Coming To Western, Finding True Friends Was A Challenge
Written by: Olivia Piro, 4th Year MIT + Women's Studies
Photo by: Student Experience
I didn’t come to Western with anyone I knew from high school or home. I had a random roommate and went into my first year alone. This was an exciting prospect for me - going somewhere new without anyone I had been used to having in my daily life. It was a fresh start. I quickly realized that I needed to be the type of person that I wanted to attract. I understood that if I was going to be shy, reluctant, or hesitant in social settings, that I was most likely going to be left surrounded by others doing the same.
I figured this logic worked both ways, and that if I didn’t go into it being the absolute friendliest, most outgoing and positive version of myself, that I wasn’t doing myself any favours in terms of meeting or becoming friends with anybody like that. I knew what I needed to do, but like most things, it’s easier said than done. When it came time for me to move into residence and kick off my first year at Western, honestly, I was terrified. I was a nervous wreck for weeks leading up to it - just thinking about being away from home, the friends I’d had close since childhood, and every other familiar thing in my life. I found comfort in the thought that a lot of people were going to be in the boat as me. It became clear to me quite early on that I needed to decide what type of friends I was looking for - and this is where I made my first major mistake.
It’s not wrong to want to break away from every long and previously held idea about you by others, but this does make it easy to lose sight of your true self. The process of reinventing yourself and getting a fresh start to be the person you want to be is exciting and liberating, but it can also be overwhelming and may not turn out as expected. When you’re in an impressionable state, as you are when trying to impress and people-please when meeting new people in the first few weeks at university, it can be easy to turn into someone you never thought you would. There's constantly an immense amount of pressure to live up to a certain standard that’s set within the Western community. I cracked under this pressure as I attempted to establish my social identity. I found myself prioritizing the wrong type of friends - people who thrived on constantly going out and socializing. This is certainly not to say that these are bad people or even bad friends. They’re simply not the type of friends that I should’ve been looking for.
Looking back, I placed too much importance in my relationships with people who I like to call “party friends,” which are people who you can always count on to go out with, have a good time and party with. I found that there are certain people who are great party friends, but not “real friends.” I make a distinction between these two types of friendships in that real friends are people you can count on and go to with actually important things that don’t just revolve around socializing and superficial, surface-level things. For example, someone you can study with, spend a night-in with, and share genuine thoughts and feelings with. This was detrimental for me as I often found myself alone in times where I needed a true friend most. When I was burnt out from school and work, I found myself being pressured to go out. Not only that, but I also ended up prioritizing partying and going out more than my responsibilities because I was afraid of missing an opportunity to meet new people and have fun.

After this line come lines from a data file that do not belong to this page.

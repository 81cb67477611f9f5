//! Input state of the add-expense and add-income modals.

use api_types::category::Category;
use chrono::{Days, NaiveDate};
use engine::forms::{ExpenseForm, IncomeForm, IncomeType};

#[derive(Debug, Clone, Copy, PartialEq, Eq)]
pub enum ExpenseField {
    Name,
    Price,
    Description,
    Date,
    Category,
}

impl ExpenseField {
    const ORDER: [ExpenseField; 5] = [
        Self::Name,
        Self::Price,
        Self::Description,
        Self::Date,
        Self::Category,
    ];

    pub fn label(self) -> &'static str {
        match self {
            Self::Name => "Name *",
            Self::Price => "Price *",
            Self::Description => "Description",
            Self::Date => "Date",
            Self::Category => "Category *",
        }
    }
}

#[derive(Debug, Clone, Copy, PartialEq, Eq)]
pub enum IncomeField {
    Type,
    Name,
    Price,
    Description,
    Date,
}

impl IncomeField {
    const ORDER: [IncomeField; 5] = [
        Self::Type,
        Self::Name,
        Self::Price,
        Self::Description,
        Self::Date,
    ];

    pub fn label(self) -> &'static str {
        match self {
            Self::Type => "Type",
            Self::Name => "Name *",
            Self::Price => "Amount *",
            Self::Description => "Description",
            Self::Date => "Date",
        }
    }
}

fn cycle<T: Copy + PartialEq>(order: &[T], current: T, forward: bool) -> T {
    let position = order.iter().position(|f| *f == current).unwrap_or(0);
    let len = order.len();
    let next = if forward { (position + 1) % len } else { (position + len - 1) % len };
    order[next]
}

fn shift_date(date: NaiveDate, forward: bool) -> NaiveDate {
    let shifted = if forward {
        date.checked_add_days(Days::new(1))
    } else {
        date.checked_sub_days(Days::new(1))
    };
    shifted.unwrap_or(date)
}

#[derive(Debug, Clone)]
pub struct ExpenseModal {
    pub form: ExpenseForm,
    pub focus: ExpenseField,
    pub categories: Vec<Category>,
}

impl ExpenseModal {
    pub fn new(today: NaiveDate, categories: Vec<Category>) -> Self {
        Self {
            form: ExpenseForm::new(today),
            focus: ExpenseField::Name,
            categories,
        }
    }

    pub fn focus_next(&mut self, forward: bool) {
        self.focus = cycle(&ExpenseField::ORDER, self.focus, forward);
    }

    pub fn selected_category(&self) -> Option<&Category> {
        let id = self.form.category_id.as_deref()?;
        self.categories.iter().find(|c| c.id == id)
    }

    pub fn input(&mut self, ch: char) {
        match self.focus {
            ExpenseField::Name => self.form.name.push(ch),
            ExpenseField::Price => self.form.price.push(ch),
            ExpenseField::Description => self.form.description.push(ch),
            ExpenseField::Date | ExpenseField::Category => {}
        }
    }

    pub fn backspace(&mut self) {
        match self.focus {
            ExpenseField::Name => {
                self.form.name.pop();
            }
            ExpenseField::Price => {
                self.form.price.pop();
            }
            ExpenseField::Description => {
                self.form.description.pop();
            }
            ExpenseField::Date | ExpenseField::Category => {}
        }
    }

    /// Left/right on the date and category pickers.
    pub fn adjust(&mut self, forward: bool) {
        match self.focus {
            ExpenseField::Date => self.form.expense_date = shift_date(self.form.expense_date, forward),
            ExpenseField::Category => {
                if self.categories.is_empty() {
                    return;
                }
                let len = self.categories.len();
                let position = self
                    .form
                    .category_id
                    .as_deref()
                    .and_then(|id| self.categories.iter().position(|c| c.id == id));
                let next = match (position, forward) {
                    (None, true) => 0,
                    (None, false) => len - 1,
                    (Some(p), true) => (p + 1) % len,
                    (Some(p), false) => (p + len - 1) % len,
                };
                self.form.category_id = Some(self.categories[next].id.clone());
            }
            _ => {}
        }
    }
}

#[derive(Debug, Clone)]
pub struct IncomeModal {
    pub form: IncomeForm,
    pub focus: IncomeField,
}

impl IncomeModal {
    pub fn new(today: NaiveDate) -> Self {
        Self {
            form: IncomeForm::new(today),
            focus: IncomeField::Type,
        }
    }

    pub fn focus_next(&mut self, forward: bool) {
        self.focus = cycle(&IncomeField::ORDER, self.focus, forward);
    }

    pub fn input(&mut self, ch: char) {
        match self.focus {
            IncomeField::Name => self.form.name.push(ch),
            IncomeField::Price => self.form.price.push(ch),
            IncomeField::Description => self.form.description.push(ch),
            IncomeField::Type | IncomeField::Date => {}
        }
    }

    pub fn backspace(&mut self) {
        match self.focus {
            IncomeField::Name => {
                self.form.name.pop();
            }
            IncomeField::Price => {
                self.form.price.pop();
            }
            IncomeField::Description => {
                self.form.description.pop();
            }
            IncomeField::Type | IncomeField::Date => {}
        }
    }

    pub fn adjust(&mut self, forward: bool) {
        match self.focus {
            IncomeField::Date => self.form.income_date = shift_date(self.form.income_date, forward),
            IncomeField::Type => {
                let next = match self.form.income_type {
                    Some(current) => cycle(&IncomeType::ALL, current, forward),
                    None if forward => IncomeType::ALL[0],
                    None => IncomeType::ALL[IncomeType::ALL.len() - 1],
                };
                self.form.select_type(next);
            }
            _ => {}
        }
    }
}

#[derive(Debug, Clone)]
pub enum Modal {
    Expense(ExpenseModal),
    Income(IncomeModal),
}

impl Modal {
    pub fn title(&self) -> &'static str {
        match self {
            Self::Expense(_) => "Add Expense",
            Self::Income(_) => "Add Income",
        }
    }

    pub fn focus_next(&mut self, forward: bool) {
        match self {
            Self::Expense(m) => m.focus_next(forward),
            Self::Income(m) => m.focus_next(forward),
        }
    }

    pub fn input(&mut self, ch: char) {
        match self {
            Self::Expense(m) => m.input(ch),
            Self::Income(m) => m.input(ch),
        }
    }

    pub fn backspace(&mut self) {
        match self {
            Self::Expense(m) => m.backspace(),
            Self::Income(m) => m.backspace(),
        }
    }

    pub fn adjust(&mut self, forward: bool) {
        match self {
            Self::Expense(m) => m.adjust(forward),
            Self::Income(m) => m.adjust(forward),
        }
    }
}
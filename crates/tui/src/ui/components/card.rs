use ratatui::{
    Frame,
    layout::Rect,
    style::{Modifier, Style},
    text::{Line, Span},
    widgets::{Block, BorderType, Borders, Paragraph, Widget},
};

use crate::ui::theme::Theme;

/// Rounded panel used for every dashboard section.
pub struct Card<'a> {
    title: &'a str,
    theme: &'a Theme,
    focused: bool,
}

impl<'a> Card<'a> {
    pub fn new(title: &'a str, theme: &'a Theme) -> Self {
        Self {
            title,
            theme,
            focused: false,
        }
    }

    pub fn focused(mut self, focused: bool) -> Self {
        self.focused = focused;
        self
    }

    pub fn block(&self) -> Block<'a> {
        let border_color = if self.focused {
            self.theme.border_focused
        } else {
            self.theme.border
        };

        Block::default()
            .title(Span::styled(
                format!(" {} ", self.title),
                Style::default().fg(self.theme.accent),
            ))
            .borders(Borders::ALL)
            .border_type(BorderType::Rounded)
            .border_style(Style::default().fg(border_color))
            .style(Style::default().bg(self.theme.surface))
    }

    pub fn inner(&self, area: Rect) -> Rect {
        self.block().inner(area)
    }

    pub fn render_frame(&self, frame: &mut Frame<'_>, area: Rect) {
        frame.render_widget(self.block(), area);
    }

    pub fn render_with<W: Widget>(&self, frame: &mut Frame<'_>, area: Rect, content: W) {
        let inner = self.inner(area);
        frame.render_widget(self.block(), area);
        frame.render_widget(content, inner);
    }
}

/// Headline figure with an optional caption, e.g. "Total Income".
pub struct StatCard<'a> {
    title: &'a str,
    value: String,
    value_style: Style,
    subtitle: Option<String>,
    theme: &'a Theme,
}

impl<'a> StatCard<'a> {
    pub fn new(title: &'a str, value: impl Into<String>, theme: &'a Theme) -> Self {
        Self {
            title,
            value: value.into(),
            value_style: Style::default().fg(theme.text),
            subtitle: None,
            theme,
        }
    }

    pub fn value_style(mut self, style: Style) -> Self {
        self.value_style = style;
        self
    }

    pub fn subtitle(mut self, subtitle: impl Into<String>) -> Self {
        self.subtitle = Some(subtitle.into());
        self
    }

    pub fn render(&self, frame: &mut Frame<'_>, area: Rect) {
        let mut lines = vec![Line::from(Span::styled(
            self.value.clone(),
            self.value_style.add_modifier(Modifier::BOLD),
        ))];

        if let Some(sub) = &self.subtitle {
            lines.push(Line::from(Span::styled(
                sub.clone(),
                Style::default().fg(self.theme.dim),
            )));
        }

        Card::new(self.title, self.theme).render_with(frame, area, Paragraph::new(lines));
    }
}
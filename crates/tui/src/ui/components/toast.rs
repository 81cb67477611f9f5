use ratatui::{
    Frame,
    layout::Rect,
    style::Style,
    text::Line,
    widgets::{Block, BorderType, Borders, Clear, Paragraph},
};

use crate::{
    app::{ToastLevel, ToastState},
    ui::theme::Theme,
};

/// Bottom-right notification box.
pub fn render(frame: &mut Frame<'_>, area: Rect, toast: Option<&ToastState>) {
    let Some(toast) = toast else {
        return;
    };
    let theme = Theme::default();
    let width = (toast.message.chars().count() + 4).min(area.width as usize) as u16;
    let height = 3u16;
    let x = area.x + area.width.saturating_sub(width);
    let y = area
        .y
        .saturating_add(area.height.saturating_sub(height + 1));
    let rect = Rect { x, y, width, height };

    let style = match toast.level {
        ToastLevel::Info => Style::default().fg(theme.text),
        ToastLevel::Success => Style::default().fg(theme.positive),
        ToastLevel::Error => Style::default().fg(theme.error),
    };

    let block = Block::default()
        .borders(Borders::ALL)
        .border_type(BorderType::Rounded)
        .border_style(style);
    let content = Paragraph::new(Line::from(toast.message.as_str())).style(style);
    frame.render_widget(Clear, rect);
    frame.render_widget(content.block(block), rect);
}
/// Top-level views, in tab order.
#[derive(Debug, Clone, Copy, PartialEq, Eq, Default)]
pub enum View {
    #[default]
    Dashboard,
    Expenses,
    Analytics,
    Transactions,
    Goals,
    Limits,
    AiAnalysis,
}

impl View {
    pub const ALL: [View; 7] = [
        Self::Dashboard,
        Self::Expenses,
        Self::Analytics,
        Self::Transactions,
        Self::Goals,
        Self::Limits,
        Self::AiAnalysis,
    ];

    pub fn label(self) -> &'static str {
        match self {
            Self::Dashboard => "Dashboard",
            Self::Expenses => "Expenses",
            Self::Analytics => "Analytics",
            Self::Transactions => "Transactions",
            Self::Goals => "Goals",
            Self::Limits => "Limits",
            Self::AiAnalysis => "AI Analysis",
        }
    }

    pub fn slug(self) -> &'static str {
        match self {
            Self::Dashboard => "dashboard",
            Self::Expenses => "expenses",
            Self::Analytics => "analytics",
            Self::Transactions => "transactions",
            Self::Goals => "goals",
            Self::Limits => "limits",
            Self::AiAnalysis => "ai-analysis",
        }
    }

    /// Unknown slugs land on the dashboard.
    pub fn from_slug(slug: &str) -> Self {
        Self::ALL
            .into_iter()
            .find(|view| view.slug() == slug.trim())
            .unwrap_or_default()
    }

    /// Digit shortcut, `1` for the first tab.
    pub fn shortcut(self) -> char {
        let position = Self::ALL.iter().position(|v| *v == self).unwrap_or(0);
        char::from(b'1' + position as u8)
    }

    pub fn from_shortcut(ch: char) -> Option<Self> {
        let index = ch.to_digit(10)?.checked_sub(1)?;
        Self::ALL.get(index as usize).copied()
    }

    /// Views that only show a coming-soon panel.
    pub fn is_placeholder(self) -> bool {
        matches!(self, Self::Goals | Self::Limits | Self::AiAnalysis)
    }
}

/// The current view. Owned by the app state and handed to the renderer.
#[derive(Debug, Clone, Copy, PartialEq, Eq, Default)]
pub struct Navigation {
    current: View,
}

impl Navigation {
    pub fn new(start: View) -> Self {
        Self { current: start }
    }

    pub fn current(&self) -> View {
        self.current
    }

    /// Returns `true` when the view actually changed.
    pub fn go(&mut self, view: View) -> bool {
        let changed = self.current != view;
        self.current = view;
        changed
    }

    pub fn next(&mut self) -> View {
        self.step(1)
    }

    pub fn prev(&mut self) -> View {
        self.step(View::ALL.len() - 1)
    }

    fn step(&mut self, offset: usize) -> View {
        let position = View::ALL.iter().position(|v| *v == self.current).unwrap_or(0);
        self.current = View::ALL[(position + offset) % View::ALL.len()];
        self.current
    }
}

#[cfg(test)]
mod tests {
    use super::*;

    #[test]
    fn slugs_round_trip() {
        for view in View::ALL {
            assert_eq!(View::from_slug(view.slug()), view);
        }
    }

    #[test]
    fn unknown_slug_falls_back_to_dashboard() {
        assert_eq!(View::from_slug("budgets"), View::Dashboard);
        assert_eq!(View::from_slug(""), View::Dashboard);
        assert_eq!(View::from_slug("ai-analysis"), View::AiAnalysis);
    }

    #[test]
    fn shortcuts_follow_tab_order() {
        assert_eq!(View::Dashboard.shortcut(), '1');
        assert_eq!(View::AiAnalysis.shortcut(), '7');
        assert_eq!(View::from_shortcut('4'), Some(View::Transactions));
        assert_eq!(View::from_shortcut('0'), None);
        assert_eq!(View::from_shortcut('8'), None);
    }

    #[test]
    fn cycling_wraps_around() {
        let mut nav = Navigation::new(View::AiAnalysis);
        assert_eq!(nav.next(), View::Dashboard);
        assert_eq!(nav.prev(), View::AiAnalysis);
        assert!(nav.go(View::Expenses));
        assert!(!nav.go(View::Expenses));
    }
}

This was challenging because in the end I was pouring from an empty cup and I had lost sight of my initial goal of putting my best self forward. This led to an unhealthy routine and unstable patterns that ultimately set me back both personally and academically.
Feeling like I didn’t have any true friends also affected my self-identity and sense of worth as I had lost touch with my true self, my values, and my beliefs. It wasn’t fulfilling to constantly be surrounded by strangers and people who hardly knew me, and truly didn’t really care about me. At the end of the day, I felt like I had no one to lean on and I was left with the rubble of the mistakes and sacrifices I had made for the wrong people and wrong experiences.
This challenge ultimately ended up in a reality check where I was faced with a decision to make a choice about how I wanted to move forward. I could have continued as I was, constantly draining my social battery and leaving my personal needs in the dust - or I could do what I did. I recentered my focus and reminded myself of my initial goal to put my best self forward in order to attract people alike. This time though, I had different priorities and I wasn’t looking for the loudest people in the room who looked like they were having the time of their lives. Instead, I was searching for people who were focused on areas of their lives where I wanted to thrive.
I found down-to-earth people with who I could openly share my honest thoughts and feelings and who would confide in me with the same. These people were set apart from anyone else I had met at Western in that they were genuine, academically driven, career-focused, socially and culturally conscious, and also really fun.
Finding my true friends was a challenge when I first came to Western, but in time I found a great group of friends that I can share all aspects of my life with, not just the good, fun, exciting, and social aspects. Finding true friends was a challenge but surely a worthwhile and invaluable experience.